BioTechMed-Graz, Austria.
Stat Atlases Comput Models Heart. 2021;12592:76-86. doi: 10.1007/978-3-030-68107-4_8. Epub 2021 Jan 29.
Electroanatomical mapping, a keystone diagnostic tool in cardiac electrophysiology studies, can provide high-density maps of the local electric properties of the tissue. It is therefore tempting to use such data to better individualize current patient-specific models of the heart through a data assimilation procedure and to extract potentially insightful information such as conduction properties. Parameter identification for state-of-the-art cardiac models is however a challenging task. In this work, we introduce a novel inverse problem for inferring the anisotropic structure of the conductivity tensor, that is fiber orientation and conduction velocity along and across fibers, of an eikonal model for cardiac activation. The proposed method, named PIEMAP, performed robustly with synthetic data and showed promising results with clinical data. These results suggest that PIEMAP could be a useful supplement in future clinical workflows of personalized therapies.

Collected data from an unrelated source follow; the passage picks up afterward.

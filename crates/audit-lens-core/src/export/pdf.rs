use anyhow::{Context, Result};
use lopdf::content::{Content, Operation};
use lopdf::{Dictionary, Document, Object, ObjectId, Stream, StringFormat};
use tracing::debug;

use super::ExportDocument;

// A4 in points, Courier 10pt (6pt advance), 15mm left / 20mm top margins.
const PAGE_WIDTH: i64 = 595;
const PAGE_HEIGHT: i64 = 842;
const MARGIN_LEFT: i64 = 42;
const MARGIN_TOP: i64 = 56;
const FONT_SIZE: i64 = 10;
const LEADING: i64 = 12;
const WRAP_COLUMNS: usize = 85;
const LINES_PER_PAGE: usize = 60;

/// Lay the export document out as a monospaced, auto-wrapped PDF.
pub fn render_pdf(document: &ExportDocument) -> Result<Vec<u8>> {
    let lines = wrap_text(document.as_str(), WRAP_COLUMNS);
    // wrap_text yields at least one line, so there is always a first page
    let chunks: Vec<&[String]> = lines.chunks(LINES_PER_PAGE).collect();

    let mut doc = Document::with_version("1.7");
    let pages_id = doc.new_object_id();
    let font_id = doc.add_object(Dictionary::from_iter(vec![
        ("Type", Object::Name(b"Font".to_vec())),
        ("Subtype", Object::Name(b"Type1".to_vec())),
        ("BaseFont", Object::Name(b"Courier".to_vec())),
        ("Encoding", Object::Name(b"WinAnsiEncoding".to_vec())),
    ]));
    let resources_id = doc.add_object(Dictionary::from_iter(vec![(
        "Font",
        Object::Dictionary(Dictionary::from_iter(vec![(
            "F1",
            Object::Reference(font_id),
        )])),
    )]));

    let mut page_ids = Vec::with_capacity(chunks.len());
    for chunk in &chunks {
        let page_id = add_page(&mut doc, pages_id, resources_id, chunk)?;
        page_ids.push(page_id);
    }

    let pages = Dictionary::from_iter(vec![
        ("Type", Object::Name(b"Pages".to_vec())),
        ("Count", Object::Integer(page_ids.len() as i64)),
        (
            "Kids",
            Object::Array(page_ids.iter().map(|id| Object::Reference(*id)).collect()),
        ),
    ]);
    doc.objects.insert(pages_id, Object::Dictionary(pages));

    let catalog_id = doc.add_object(Dictionary::from_iter(vec![
        ("Type", Object::Name(b"Catalog".to_vec())),
        ("Pages", Object::Reference(pages_id)),
    ]));
    doc.trailer.set("Root", Object::Reference(catalog_id));

    let mut buffer = Vec::new();
    doc.save_to(&mut buffer)
        .context("failed to serialize PDF export")?;
    debug!(
        pages = page_ids.len(),
        lines = lines.len(),
        bytes = buffer.len(),
        "rendered PDF export"
    );
    Ok(buffer)
}

fn add_page(
    doc: &mut Document,
    pages_id: ObjectId,
    resources_id: ObjectId,
    lines: &[String],
) -> Result<ObjectId> {
    let mut operations = vec![
        Operation::new("BT", vec![]),
        Operation::new(
            "Tf",
            vec![Object::Name(b"F1".to_vec()), Object::Integer(FONT_SIZE)],
        ),
        Operation::new("TL", vec![Object::Integer(LEADING)]),
        Operation::new(
            "Td",
            vec![
                Object::Integer(MARGIN_LEFT),
                Object::Integer(PAGE_HEIGHT - MARGIN_TOP),
            ],
        ),
    ];
    for line in lines {
        operations.push(Operation::new(
            "Tj",
            vec![Object::String(encode_latin1(line), StringFormat::Literal)],
        ));
        operations.push(Operation::new("T*", vec![]));
    }
    operations.push(Operation::new("ET", vec![]));

    let content = Content { operations };
    let encoded = content
        .encode()
        .context("failed to encode PDF page content")?;
    let content_id = doc.add_object(Stream::new(Dictionary::new(), encoded));

    let page = Dictionary::from_iter(vec![
        ("Type", Object::Name(b"Page".to_vec())),
        ("Parent", Object::Reference(pages_id)),
        (
            "MediaBox",
            Object::Array(vec![
                Object::Integer(0),
                Object::Integer(0),
                Object::Integer(PAGE_WIDTH),
                Object::Integer(PAGE_HEIGHT),
            ]),
        ),
        ("Resources", Object::Reference(resources_id)),
        ("Contents", Object::Reference(content_id)),
    ]);
    Ok(doc.add_object(page))
}

/// Greedy word wrap; words longer than `columns` are split hard.
fn wrap_text(text: &str, columns: usize) -> Vec<String> {
    let columns = columns.max(1);
    let mut out = Vec::new();
    for source_line in text.split('\n') {
        let source_line = source_line.strip_suffix('\r').unwrap_or(source_line);
        let mut current = String::new();
        let mut current_len = 0usize;
        for word in source_line.split_whitespace() {
            let mut word: Vec<char> = word.chars().collect();
            while word.len() > columns {
                if current_len > 0 {
                    out.push(std::mem::take(&mut current));
                    current_len = 0;
                }
                let rest = word.split_off(columns);
                out.push(word.into_iter().collect());
                word = rest;
            }
            let needed = if current_len == 0 {
                word.len()
            } else {
                current_len + 1 + word.len()
            };
            if needed > columns {
                out.push(std::mem::take(&mut current));
                current_len = 0;
            }
            if current_len > 0 {
                current.push(' ');
                current_len += 1;
            }
            current_len += word.len();
            current.extend(word);
        }
        out.push(current);
    }
    out
}

/// Map text onto the single-byte encoding of the standard Courier font.
///
/// C0 and C1 controls become `?`: under `WinAnsiEncoding` bytes 0x80..=0x9F
/// are printable glyphs, so passing them through would change the text.
fn encode_latin1(line: &str) -> Vec<u8> {
    line.chars()
        .map(|c| match c as u32 {
            0x09 => b' ',
            0x00..=0x1F | 0x7F..=0x9F => b'?',
            code @ (0x20..=0x7E | 0xA0..=0xFF) => code as u8,
            _ => b'?',
        })
        .collect()
}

电解剖标测是心脏电生理学研究中的关键诊断工具,可提供组织局部电学特性的高密度图谱。因此,人们很想通过数据同化程序利用这些数据,使当前针对患者个体的心脏模型更加个性化,并提取诸如传导特性等潜在的有价值信息。然而,对于先进的心脏模型进行参数识别是一项具有挑战性的任务。在这项工作中,我们提出了一个新的反问题,用于推断心脏激活的程函模型中电导率张量的各向异性结构,即纤维方向以及沿纤维和跨纤维的传导速度。所提出的方法名为PIEMAP,在合成数据上表现稳健,在临床数据上也显示出有前景的结果。这些结果表明,PIEMAP可能是未来个性化治疗临床工作流程中的一个有用补充。